When writing to Boehringer Ingelheim and Lilly, the Authority asked each to respond in relation to Clauses 2, 3.1, 3.2, 7.2, 7.4, 7.9, 7.10, 9.1, 9.10 and 12.1 of the Code.
RESPONSE
Case AUTH/2424/8/11
Boehringer Ingelheim submitted that in November 2010, the publisher of the article made a proposal to the company for the purchase of a quantity of reprints of four articles to be published in future editions of Future Prescriber. The publisher was to independently commission the articles, determine the outline for their content, select and pay the authors and then publish the article. A copy of the proposal from the publisher was provided.
Boehringer Ingelheim submitted that the primary purpose of the proposal document was to allow it to determine, in advance of the articles being written, whether it would like to pre-pay for the advance purchase of a number of reprints of the four articles. Boehringer Ingelheim provided details of the estimated and actual cost of 2000 reprints of the article in question. The company paid for the reprints before the article was written. No formal, written agreement was entered into for this transaction beyond an invoice from the publisher and a purchase order (from Boehringer Ingelheim), copies of which were provided.
Out of courtesy, the articles, including the one in question, were to be sent to Boehringer Ingelheim for a check of factual accuracy only, and as this was an independently authored piece, commissioned by the publisher, the decision to incorporate any feedback from Boehringer Ingelheim regarding changes to the article was at the discretion of the authors and the publisher.
On 5 July, the article in question was sent to Boehringer Ingelheim for a check of factual accuracy. By this time Boehringer Ingelheim and Lilly had formed an alliance in the diabetes arena.
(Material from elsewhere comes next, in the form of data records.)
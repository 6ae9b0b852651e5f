//! Xero PKCE client
//!
//! Single-binary command-line client that:
//! 1. Generates a PKCE authorization link when no code is configured
//! 2. Exchanges the code for tokens, or reuses the cached token
//! 3. Resolves the configured tenant from the connections list
//! 4. Reads contacts and invoices, refreshing an expired token once per call
//!
//! Logs go to stderr as JSON; results go to stdout.

mod app;
mod config;

use anyhow::{Context, Result};
use tracing::info;
use tracing_subscriber::EnvFilter;
use tracing_subscriber::{layer::SubscriberExt, util::SubscriberInitExt};

use crate::app::Outcome;
use crate::config::Config;

#[tokio::main(flavor = "current_thread")]
async fn main() -> Result<()> {
    // JSON logs with LOG_LEVEL / RUST_LOG support
    tracing_subscriber::registry()
        .with(
            EnvFilter::try_from_env("LOG_LEVEL")
                .or_else(|_| EnvFilter::try_from_default_env())
                .unwrap_or_else(|_| EnvFilter::new("info")),
        )
        .with(
            tracing_subscriber::fmt::layer()
                .json()
                .with_writer(std::io::stderr),
        )
        .init();

    info!("starting xero-pkce");

    let args: Vec<String> = std::env::args().collect();
    let cli_config_path = args
        .iter()
        .position(|a| a == "--config")
        .and_then(|i| args.get(i + 1))
        .map(|s| s.as_str());

    let config_path = Config::resolve_path(cli_config_path);
    info!(path = %config_path.display(), "loading configuration");

    let config = Config::load(&config_path)
        .with_context(|| format!("failed to load config from {}", config_path.display()))?;

    info!(
        client_id = %config.xero.client_id,
        tenant_name = %config.xero.tenant_name,
        cache = %config.cache.path.display(),
        authorized = config.authorization_code().is_some(),
        "configuration loaded"
    );

    match app::run(&config).await? {
        Outcome::AuthorizationRequired(link) => {
            info!(state = %link.state, "authorization required");
            println!("{}", app::authorization_message(&link));
        }
        Outcome::Completed {
            tenant_id,
            contacts,
            invoices,
        } => {
            if let Some(tenant_id) = tenant_id {
                println!("tenant: {tenant_id}");
            }
            if let Some(contacts) = contacts {
                println!("contacts:\n{}", serde_json::to_string_pretty(&contacts)?);
            }
            if let Some(invoices) = invoices {
                println!("invoices:\n{}", serde_json::to_string_pretty(&invoices)?);
            }
            info!("done");
        }
    }

    Ok(())
}
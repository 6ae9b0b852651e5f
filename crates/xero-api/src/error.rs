//! Error types for authenticated API calls

/// Errors from authenticated API calls and tenant resolution.
#[derive(Debug, thiserror::Error)]
pub enum Error {
    #[error(transparent)]
    Auth(#[from] xero_auth::Error),

    #[error("{endpoint} request failed: {message}")]
    Http {
        endpoint: &'static str,
        message: String,
    },

    #[error("{endpoint} returned {status}: {body}")]
    Rejected {
        endpoint: &'static str,
        status: u16,
        body: String,
    },

    #[error("{endpoint}: access token still expired after refresh")]
    Expired { endpoint: &'static str },

    #[error("{0} returned nothing")]
    EmptyResult(&'static str),

    #[error("invalid {endpoint} response: {message}")]
    Decode {
        endpoint: &'static str,
        message: String,
    },

    #[error("no {tenant_type} tenant named {name:?} is authorized")]
    TenantNotFound { name: String, tenant_type: String },

    #[error("no tenant resolved for {0} request")]
    MissingTenant(&'static str),

    #[error("session has no access token")]
    NotAuthenticated,

    #[error("{endpoint}: request stalled in state {state}")]
    Stalled {
        endpoint: &'static str,
        state: String,
    },
}

/// Result alias for API operations.
pub type Result<T> = std::result::Result<T, Error>;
Lilly had no knowledge of, or part in, either the commissioning of the article, its review or of the arrangements with Boehringer Ingelheim for advance purchase of the reprints; these arrangements pre-dated the alliance.
On 15 July, Boehringer Ingelheim identified that the article, for which a factual accuracy check was requested, was not fit for purpose in that it contained multiple factual inaccuracies and breaches of the Code, and inaccurately described Lilly’s involvement.Furthermore, Boehringer Ingelheim submitted that the article did not match the description contained in the proposal for which 2,000 reprints had been pre-purchased. For all these reasons Boehringer Ingelheim informed the publisher on 15 July that it did not want the article published (Boehringer Ingelheim understood that this was in advance of the date on which the issue of the journal containing the article went to press).
Contrary to Boehringer Ingelheim’s wishes, and in the full knowledge of Boehringer Ingelheim’s concerns, the publisher sent the article to press and consequently it appeared in the print edition of Future Prescriber. At this point, Boehringer Ingelheim told Lilly about the article and its concerns. On the 18 July, and in response to the concerns raised on 15 July, the publisher wrote to Boehringer Ingelheim and restated its position that the article was independently commissioned by the editors of Future Prescriber, they had independently determined the outline and authorship of the article and that the responsibility for incorporation of any changes requested by Boehringer Ingelheim lay with the publisher.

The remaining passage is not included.